III ... et amplifiée par des crises écologiques.
Une sortie de crise pourrait s’entr’apercevoir avec la montée en puissance de la Chine, de l’Inde comme nouveau moteur de la croissance mondiale comme l’ont été les EU après la seconde guerre mondiale, en prenant le relais de l’Europe. Mais chose inédite dans l’histoire de l’humanité, le monde se trouve confronté à l’épuisement de ses ressources naturelles, confirmée par la hausse de prix continue de celles-ci, révélatrice d’une insuffisance de l’offre vis-à-vis de la demande. La croissance chinoise exceptionnelle à plus de 10 % amplifie ce mouvement. Ses importations d’énergie ont augmenté en trois ans de 44,9 % et celles des autres matières premières de 34,5 %. En 2003, la Chine consommait 35 % du fer mondial, 33 % du coton, 22 % de l’étain... Toute croissance nécessite une base matérielle, même si celle-ci est sous-évaluée dans les prix des biens consommés. La croissance chinoise nous rappelle que la croissance européenne des trente glorieuses (et d’avant) n’a pu se faire que grâce à une surexploitation minière de ses anciennes colonies. Les ressources renouvelables (ou réutilisables) comme les métaux sont aussi sur-utilisées et voient aujourd’hui aussi leur prix flamber.
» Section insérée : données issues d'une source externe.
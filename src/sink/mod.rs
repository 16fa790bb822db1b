//! Publishes parsed cases as a SQLite record store plus Parquet shards.
//!
//! Both outputs are staged next to their final location and verified before
//! either replaces the previous export, so a failed verification leaves the
//! last good dataset in place.

pub mod columnar;

use std::collections::HashSet;
use std::path::{Path, PathBuf};

use anyhow::{Context, Result};
use tracing::info;

use crate::catalog::CaseKey;
use crate::config::ExportSettings;
use crate::db;
use crate::error::IntegrityError;
use crate::parser::ParsedCase;

pub const COLUMNAR_DIR: &str = "parquet";

#[derive(Debug)]
pub struct SinkOutput {
    pub store_path: PathBuf,
    pub columnar_paths: Vec<PathBuf>,
    pub rows: usize,
}

pub struct DatasetSink {
    dir: PathBuf,
    settings: ExportSettings,
}

impl DatasetSink {
    pub fn new(dir: impl Into<PathBuf>, settings: ExportSettings) -> Self {
        Self {
            dir: dir.into(),
            settings,
        }
    }

    pub fn store_path(&self) -> PathBuf {
        self.dir.join(db::STORE_FILE)
    }

    /// Rebuild only the record store.
    pub fn write_store(&self, cases: &[ParsedCase]) -> Result<PathBuf> {
        std::fs::create_dir_all(&self.dir)
            .with_context(|| format!("creating {}", self.dir.display()))?;
        unique_keys(cases)?;
        let staged = self.dir.join(format!("{}.tmp", db::STORE_FILE));
        write_store(&staged, cases)?;
        let store_path = self.store_path();
        std::fs::rename(&staged, &store_path)
            .with_context(|| format!("publishing {}", store_path.display()))?;
        info!(rows = cases.len(), store = %store_path.display(), "record store written");
        Ok(store_path)
    }

    pub fn write(&self, cases: &[ParsedCase]) -> Result<SinkOutput> {
        std::fs::create_dir_all(&self.dir)
            .with_context(|| format!("creating {}", self.dir.display()))?;
        let expected = unique_keys(cases)?;

        let staged_store = self.dir.join(format!("{}.tmp", db::STORE_FILE));
        write_store(&staged_store, cases)?;

        let staging = self.dir.join(format!("{COLUMNAR_DIR}.staging"));
        if staging.exists() {
            std::fs::remove_dir_all(&staging)?;
        }
        let staged = columnar::write_shards(
            &staging,
            cases,
            self.settings.max_shard_bytes,
            self.settings.sample_rows,
        )?;
        verify_columnar(&staged, &expected)?;

        // Verified: publish the shards, then the store. A store that cannot
        // be published puts the previous shards back.
        let store_path = self.store_path();
        let columnar_dir = self.dir.join(COLUMNAR_DIR);
        let previous = swap_dir(&staging, &columnar_dir)?;
        if let Err(e) = std::fs::rename(&staged_store, &store_path) {
            restore_dir(previous.as_deref(), &columnar_dir)?;
            return Err(e).with_context(|| format!("publishing {}", store_path.display()));
        }
        if let Some(previous) = previous {
            std::fs::remove_dir_all(&previous)?;
        }

        let columnar_paths = staged
            .iter()
            .filter_map(|p| p.file_name())
            .map(|name| columnar_dir.join(name))
            .collect::<Vec<_>>();
        info!(
            rows = cases.len(),
            shards = columnar_paths.len(),
            store = %store_path.display(),
            "dataset exported"
        );
        Ok(SinkOutput {
            store_path,
            columnar_paths,
            rows: cases.len(),
        })
    }
}

fn unique_keys(cases: &[ParsedCase]) -> Result<HashSet<CaseKey>> {
    let mut keys = HashSet::with_capacity(cases.len());
    for case in cases {
        if !keys.insert(case.key()) {
            return Err(IntegrityError::DuplicateKey {
                category: case.category.to_string(),
                document_id: case.document_id.clone(),
            }
            .into());
        }
    }
    Ok(keys)
}

/// Build a fresh store at `path` and check its row count.
fn write_store(path: &Path, cases: &[ParsedCase]) -> Result<()> {
    if path.exists() {
        std::fs::remove_file(path)?;
    }
    let conn = db::connect(path)?;
    db::init_schema(&conn)?;
    db::insert_cases(&conn, cases)?;
    let actual = db::count_cases(&conn)?;
    conn.close().map_err(|(_, e)| e)?;
    if actual != cases.len() {
        return Err(IntegrityError::StoreMismatch {
            expected: cases.len(),
            actual,
        }
        .into());
    }
    Ok(())
}

/// Re-read every shard: row total, no duplicate keys, no missing keys.
pub fn verify_columnar(paths: &[PathBuf], expected: &HashSet<CaseKey>) -> Result<()> {
    let mut seen = HashSet::with_capacity(expected.len());
    let mut rows = 0;
    for path in paths {
        for key in columnar::read_keys(path)? {
            rows += 1;
            if !seen.insert(key.clone()) {
                return Err(IntegrityError::DuplicateKey {
                    category: key.0.to_string(),
                    document_id: key.1,
                }
                .into());
            }
        }
    }
    if rows != expected.len() {
        return Err(IntegrityError::RowCountMismatch {
            expected: expected.len(),
            actual: rows,
        }
        .into());
    }
    let missing = expected.difference(&seen).count();
    if missing > 0 {
        return Err(IntegrityError::MissingKeys(missing).into());
    }
    Ok(())
}

/// Move `staging` onto `target`, returning where the old `target` was parked.
fn swap_dir(staging: &Path, target: &Path) -> Result<Option<PathBuf>> {
    let parked = target.with_extension("old");
    if parked.exists() {
        std::fs::remove_dir_all(&parked)?;
    }
    let previous = if target.exists() {
        std::fs::rename(target, &parked)
            .with_context(|| format!("moving aside {}", target.display()))?;
        Some(parked)
    } else {
        None
    };
    if let Err(e) = std::fs::rename(staging, target) {
        restore_dir(previous.as_deref(), target)?;
        return Err(e).with_context(|| format!("publishing {}", target.display()));
    }
    Ok(previous)
}

fn restore_dir(previous: Option<&Path>, target: &Path) -> Result<()> {
    if target.exists() {
        std::fs::remove_dir_all(target)?;
    }
    if let Some(previous) = previous {
        std::fs::rename(previous, target)
            .with_context(|| format!("restoring {}", target.display()))?;
    }
    Ok(())
}

#[cfg(test)]
pub(crate) mod testing {
    use crate::catalog::{CatalogEntry, Category};
    use crate::parser::{self, ParsedCase};

    /// `n` distinct cases with roughly `text_len` bytes of low-redundancy text.
    pub fn cases(n: usize, text_len: usize) -> Vec<ParsedCase> {
        (0..n)
            .map(|i| {
                let entry = CatalogEntry {
                    category: if i % 3 == 0 { Category::Appeal } else { Category::Hearing },
                    year: 2021,
                    document_id: format!("21-{i:05}"),
                    retrieval_url: format!("https://doha.test/{i}"),
                };
                let mut text = format!("Case {i}. Guideline F. Eligibility is denied. ");
                while text.len() < text_len {
                    text.push_str(&format!("{:x} ", (i * 7919 + text.len()) % 65521));
                }
                parser::classify(text, &entry)
            })
            .collect()
    }
}

// ── Tests ──

#[cfg(test)]
mod tests {
    use super::*;
    use crate::catalog::Category;

    fn sink(dir: &Path, max_shard_bytes: u64) -> DatasetSink {
        DatasetSink::new(
            dir,
            ExportSettings {
                max_shard_bytes,
                sample_rows: 200,
            },
        )
    }

    #[test]
    fn ten_thousand_records_survive_sharding() {
        let dir = tempfile::tempdir().unwrap();
        let input = testing::cases(10_000, 300);
        let out = sink(dir.path(), 256 * 1024).write(&input).unwrap();

        assert_eq!(out.rows, 10_000);
        assert!(out.columnar_paths.len() > 1);
        let mut keys = HashSet::new();
        for path in &out.columnar_paths {
            for key in columnar::read_keys(path).unwrap() {
                assert!(keys.insert(key), "duplicate row");
            }
        }
        assert_eq!(keys.len(), 10_000);

        let conn = db::connect(&out.store_path).unwrap();
        assert_eq!(db::count_cases(&conn).unwrap(), 10_000);
        assert!(!dir.path().join(format!("{COLUMNAR_DIR}.staging")).exists());
    }

    #[test]
    fn re_export_replaces_previous_shards() {
        let dir = tempfile::tempdir().unwrap();
        let s = sink(dir.path(), 64 * 1024);
        let first = s.write(&testing::cases(300, 1000)).unwrap();
        assert!(first.columnar_paths.len() > 1);
        let second = s.write(&testing::cases(5, 100)).unwrap();
        assert_eq!(second.columnar_paths.len(), 1);

        let on_disk = std::fs::read_dir(dir.path().join(COLUMNAR_DIR)).unwrap().count();
        assert_eq!(on_disk, 1);
        let conn = db::connect(&second.store_path).unwrap();
        assert_eq!(db::count_cases(&conn).unwrap(), 5);
    }

    #[test]
    fn verification_catches_missing_and_extra_rows() {
        let dir = tempfile::tempdir().unwrap();
        let input = testing::cases(10, 100);
        let path = dir.path().join("a.parquet");
        columnar::write_file(&path, &input[..9]).unwrap();

        let expected: HashSet<_> = input.iter().map(|c| c.key()).collect();
        let err = verify_columnar(&[path.clone()], &expected).unwrap_err();
        assert!(matches!(
            err.downcast_ref::<IntegrityError>(),
            Some(IntegrityError::RowCountMismatch { expected: 10, actual: 9 })
        ));

        let err = verify_columnar(&[path.clone(), path], &expected).unwrap_err();
        assert!(matches!(
            err.downcast_ref::<IntegrityError>(),
            Some(IntegrityError::DuplicateKey { .. })
        ));
    }

    #[test]
    fn unpublishable_store_puts_previous_shards_back() {
        let dir = tempfile::tempdir().unwrap();
        let s = sink(dir.path(), 64 * 1024);
        let first = s.write(&testing::cases(5, 100)).unwrap();
        let before: HashSet<_> = first
            .columnar_paths
            .iter()
            .flat_map(|p| columnar::read_keys(p).unwrap())
            .collect();

        // A non-empty directory where the store file belongs blocks the rename.
        std::fs::remove_file(s.store_path()).unwrap();
        std::fs::create_dir(s.store_path()).unwrap();
        std::fs::write(s.store_path().join("keep"), b"x").unwrap();

        assert!(s.write(&testing::cases(8, 100)).is_err());
        let columnar_dir = dir.path().join(COLUMNAR_DIR);
        let after: HashSet<_> = std::fs::read_dir(&columnar_dir)
            .unwrap()
            .flat_map(|e| columnar::read_keys(&e.unwrap().path()).unwrap())
            .collect();
        assert_eq!(after, before);
        assert!(!columnar_dir.with_extension("old").exists());
    }

    #[test]
    fn failed_verification_keeps_previous_export() {
        let dir = tempfile::tempdir().unwrap();
        let s = sink(dir.path(), 64 * 1024);
        s.write(&testing::cases(5, 100)).unwrap();

        let mut dupes = testing::cases(3, 100);
        dupes.push(dupes[0].clone());
        let err = s.write(&dupes).unwrap_err();
        assert!(matches!(
            err.downcast_ref::<IntegrityError>(),
            Some(IntegrityError::DuplicateKey { .. })
        ));
        let conn = db::connect(&s.store_path()).unwrap();
        assert_eq!(db::count_cases(&conn).unwrap(), 5);
        assert_eq!(
            db::case_keys(&conn).unwrap().iter().filter(|k| k.0 == Category::Appeal).count(),
            2
        );
    }
}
A cela, il faut rajouter le fait que la croissance mondiale de ces deux derniers siècles n’a pu se faire que grâce à une surconsommation des hydrocarbures. Des millions de particules de CO2 se sont aussi accumulés dans l’atmosphère et sont aujourd’hui la cause des dérèglements climatiques. Ceux-ci provoquent une baisse des rendements agricoles et de la production. Une hausse des prix des denrées agricoles s’ensuit inéluctablement, amplifiée par la réduction des terres arables à cause de l’étalement urbain et de la concurrence de l’usage des terres entre production alimentaire et agro-carburants. L’inflation augmente aujourd’hui inéluctablement, surtout pour les produits de base et elle ne peut être contenue que par des mesures compensatrices par les gouvernements. De nombreuses émeutes ont eu lieu en Afrique ou en Asie, suite à des hausses de produits de base comme le riz, l’huile... Cette inflation n’ayant pas une origine monétaire ne peut être combattue par une politique monétaire restrictive comme s’échine à le faire la Banque Centrale Européenne. Elle nécessite des réformes structurelles. Des réformes structurelles d’autant plus nécessaires que le rapport du Conseil sur le climat de l’ONU indique que les émissions de CO2 devront diminuer de 85 % d’ici 2050 pour limiter le réchauffement climatique de 2°C et qu’au delà, nous entrons dans une zone inconnue qui pourrait nécessiter des mesures autoritaires, la barbarie qui inquiétait Gorz.
Une crise globale, le cas de l’Afrique
Avant de parler des évidences expliquant la globalité de la crise comme l’accélération de l’avancée du désert ou la hausse du prix du riz, explicitons les conséquences de la crise des subprimes ou du fordisme en Afrique. Les liens sont moins directs qu’en occident où des entreprises ou des banques européennes, japonaises subissent immédiatement les contrecoups de la crise des subprimes mais ils sont importants. La crise de la liquidité puis de la solvabilité ont pour conséquence de réduire les fonds disponibles pour financer les investissements directs en Afrique dans un premier temps puis les prises de risque dans un deuxième temps. Les ménages européens ont déjà un accès amoindri au crédit, obligeant les banques centrales à intervenir mais les moyens d’actions sont plus faibles dans les espaces monétaires africains comme l’Union Économique et Monétaire Ouest-Africaine, la Zone Monétaire Ouest-Africaine, la Communauté Économique et Monétaire de l’Afrique Centrale...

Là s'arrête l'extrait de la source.